### Exercise:
Below are some records. Say how many of their lines contain the string "crate", and give nothing but the number.

****

//! Write-path input models and their validation.
//!
//! Request bodies deserialize into the `*Input` types with every member
//! optional; [`AccountInput::validate`] and friends enforce presence and the
//! same domain rules the filter parser applies to query values.

use chrono::{DateTime, Utc};
use serde::Deserialize;

use crate::constraints::{Constraint, PREMIUM_WINDOW};
use crate::error::{Error, Result};
use crate::schema::{Field, FieldSchema, Operator};
use crate::value::{timestamp_from_epoch, Value};

#[derive(Debug, Clone, Default, Deserialize)]
pub struct PremiumInput {
    pub start: Option<i64>,
    pub finish: Option<i64>,
}

#[derive(Debug, Clone, Default, Deserialize)]
pub struct AccountLikeInput {
    pub id: Option<i64>,
    pub ts: Option<i64>,
}

/// Body of `POST /accounts/new/`.
#[derive(Debug, Clone, Default, Deserialize)]
pub struct AccountInput {
    pub id: Option<i64>,
    pub email: Option<String>,
    pub sex: Option<String>,
    pub birth: Option<i64>,
    pub joined: Option<i64>,
    pub status: Option<String>,
    pub fname: Option<String>,
    pub sname: Option<String>,
    pub phone: Option<String>,
    pub country: Option<String>,
    pub city: Option<String>,
    pub interests: Option<Vec<String>>,
    pub premium: Option<PremiumInput>,
    pub likes: Option<Vec<AccountLikeInput>>,
}

/// Body of `POST /accounts/{id}/`; the id comes from the path.
#[derive(Debug, Clone, Default, Deserialize)]
pub struct AccountUpdate {
    pub email: Option<String>,
    pub sex: Option<String>,
    pub birth: Option<i64>,
    pub joined: Option<i64>,
    pub status: Option<String>,
    pub fname: Option<String>,
    pub sname: Option<String>,
    pub phone: Option<String>,
    pub country: Option<String>,
    pub city: Option<String>,
    pub premium: Option<PremiumInput>,
}

#[derive(Debug, Clone, Default, Deserialize)]
pub struct LikeInput {
    pub liker: Option<i64>,
    pub likee: Option<i64>,
    pub ts: Option<i64>,
}

/// Body of `POST /accounts/likes/`.
#[derive(Debug, Clone, Default, Deserialize)]
pub struct LikesInput {
    #[serde(default)]
    pub likes: Vec<LikeInput>,
}

#[derive(Debug, Clone, Copy, PartialEq, Eq)]
pub struct Premium {
    pub start: DateTime<Utc>,
    pub finish: DateTime<Utc>,
}

#[derive(Debug, Clone, Copy, PartialEq, Eq)]
pub struct Like {
    pub liker: i32,
    pub likee: i32,
    pub ts: DateTime<Utc>,
}

#[derive(Debug, Clone, PartialEq, Eq)]
pub struct ValidatedAccount {
    pub id: i32,
    pub email: String,
    pub sex: String,
    pub status: String,
    pub birth: DateTime<Utc>,
    pub joined: DateTime<Utc>,
    pub fname: Option<String>,
    pub sname: Option<String>,
    pub phone: Option<String>,
    pub country: Option<String>,
    pub city: Option<String>,
    pub interests: Vec<String>,
    pub premium: Option<Premium>,
    pub likes: Vec<Like>,
}

#[derive(Debug, Clone, Default, PartialEq, Eq)]
pub struct ValidatedUpdate {
    pub id: i32,
    pub email: Option<String>,
    pub sex: Option<String>,
    pub status: Option<String>,
    pub birth: Option<DateTime<Utc>>,
    pub joined: Option<DateTime<Utc>>,
    pub fname: Option<String>,
    pub sname: Option<String>,
    pub phone: Option<String>,
    pub country: Option<String>,
    pub city: Option<String>,
    pub premium: Option<Premium>,
}

impl ValidatedUpdate {
    pub fn is_empty(&self) -> bool {
        self.email.is_none()
            && self.sex.is_none()
            && self.status.is_none()
            && self.birth.is_none()
            && self.joined.is_none()
            && self.fname.is_none()
            && self.sname.is_none()
            && self.phone.is_none()
            && self.country.is_none()
            && self.city.is_none()
            && self.premium.is_none()
    }
}

impl AccountInput {
    pub fn validate(self) -> Result<ValidatedAccount> {
        let v = Validator::new();
        let id = v.account_id("id", required(self.id, "id")?)?;
        let likes = self
            .likes
            .unwrap_or_default()
            .into_iter()
            .map(|like| {
                Ok(Like {
                    liker: id,
                    likee: v.account_id("likes", required(like.id, "likes.id")?)?,
                    ts: v.instant("likes", required(like.ts, "likes.ts")?)?,
                })
            })
            .collect::<Result<Vec<_>>>()?;
        let interests = self
            .interests
            .unwrap_or_default()
            .into_iter()
            .map(|interest| v.text(Field::Interests, interest))
            .collect::<Result<Vec<_>>>()?;

        Ok(ValidatedAccount {
            id,
            email: v.text(Field::Email, required(self.email, "email")?)?,
            sex: v.text(Field::Sex, required(self.sex, "sex")?)?,
            status: v.text(Field::Status, required(self.status, "status")?)?,
            birth: v.timestamp(Field::Birth, required(self.birth, "birth")?)?,
            joined: v.timestamp(Field::Joined, required(self.joined, "joined")?)?,
            fname: v.opt_text(Field::Fname, self.fname)?,
            sname: v.opt_text(Field::Sname, self.sname)?,
            phone: v.opt_text(Field::Phone, self.phone)?,
            country: v.opt_text(Field::Country, self.country)?,
            city: v.opt_text(Field::City, self.city)?,
            interests,
            premium: self.premium.map(|p| v.premium(p)).transpose()?,
            likes,
        })
    }
}

impl AccountUpdate {
    pub fn validate(self, id: i64) -> Result<ValidatedUpdate> {
        let v = Validator::new();
        Ok(ValidatedUpdate {
            id: v.account_id("id", id)?,
            email: v.opt_text(Field::Email, self.email)?,
            sex: v.opt_text(Field::Sex, self.sex)?,
            status: v.opt_text(Field::Status, self.status)?,
            birth: self
                .birth
                .map(|b| v.timestamp(Field::Birth, b))
                .transpose()?,
            joined: self
                .joined
                .map(|j| v.timestamp(Field::Joined, j))
                .transpose()?,
            fname: v.opt_text(Field::Fname, self.fname)?,
            sname: v.opt_text(Field::Sname, self.sname)?,
            phone: v.opt_text(Field::Phone, self.phone)?,
            country: v.opt_text(Field::Country, self.country)?,
            city: v.opt_text(Field::City, self.city)?,
            premium: self.premium.map(|p| v.premium(p)).transpose()?,
        })
    }
}

impl LikesInput {
    pub fn validate(self) -> Result<Vec<Like>> {
        let v = Validator::new();
        self.likes
            .into_iter()
            .map(|like| {
                Ok(Like {
                    liker: v.account_id("liker", required(like.liker, "liker")?)?,
                    likee: v.account_id("likee", required(like.likee, "likee")?)?,
                    ts: v.instant("ts", required(like.ts, "ts")?)?,
                })
            })
            .collect()
    }
}

fn required<T>(value: Option<T>, name: &'static str) -> Result<T> {
    value.ok_or(Error::MissingField(name))
}

/// Applies the field constraints registered in the account schema.
struct Validator {
    schema: &'static FieldSchema,
}

impl Validator {
    fn new() -> Self {
        Self {
            schema: FieldSchema::accounts(),
        }
    }

    fn constraint(&self, field: Field) -> Result<Constraint> {
        Ok(self.schema.require(field)?.constraint)
    }

    fn text(&self, field: Field, value: String) -> Result<String> {
        if value.is_empty() {
            return Err(Error::EmptyValue(field.name().to_string()));
        }
        self.constraint(field)?
            .check(field.name(), Operator::Equal, &Value::String(value.clone()))?;
        Ok(value)
    }

    fn opt_text(&self, field: Field, value: Option<String>) -> Result<Option<String>> {
        value.map(|v| self.text(field, v)).transpose()
    }

    fn timestamp(&self, field: Field, secs: i64) -> Result<DateTime<Utc>> {
        let ts = self.instant(field.name(), secs)?;
        self.constraint(field)?
            .check(field.name(), Operator::Equal, &Value::Timestamp(ts))?;
        Ok(ts)
    }

    fn instant(&self, name: &str, secs: i64) -> Result<DateTime<Utc>> {
        timestamp_from_epoch(secs).ok_or_else(|| Error::invalid(name, &secs.to_string()))
    }

    fn account_id(&self, name: &str, id: i64) -> Result<i32> {
        Constraint::Identifier.check(name, Operator::Equal, &Value::Integer(id))?;
        i32::try_from(id).map_err(|_| Error::out_of_range(name, format!("id {id} is not valid")))
    }

    fn premium(&self, input: PremiumInput) -> Result<Premium> {
        let window = Constraint::Window(PREMIUM_WINDOW);
        let bound = |secs: Option<i64>, name: &'static str| -> Result<DateTime<Utc>> {
            let ts = self.instant(name, required(secs, name)?)?;
            window.check(name, Operator::Equal, &Value::Timestamp(ts))?;
            Ok(ts)
        };
        let start = bound(input.start, "premium.start")?;
        let finish = bound(input.finish, "premium.finish")?;
        if start > finish {
            return Err(Error::out_of_range("premium", "start is after finish"));
        }
        Ok(Premium { start, finish })
    }
}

****

### Exercise solution:
4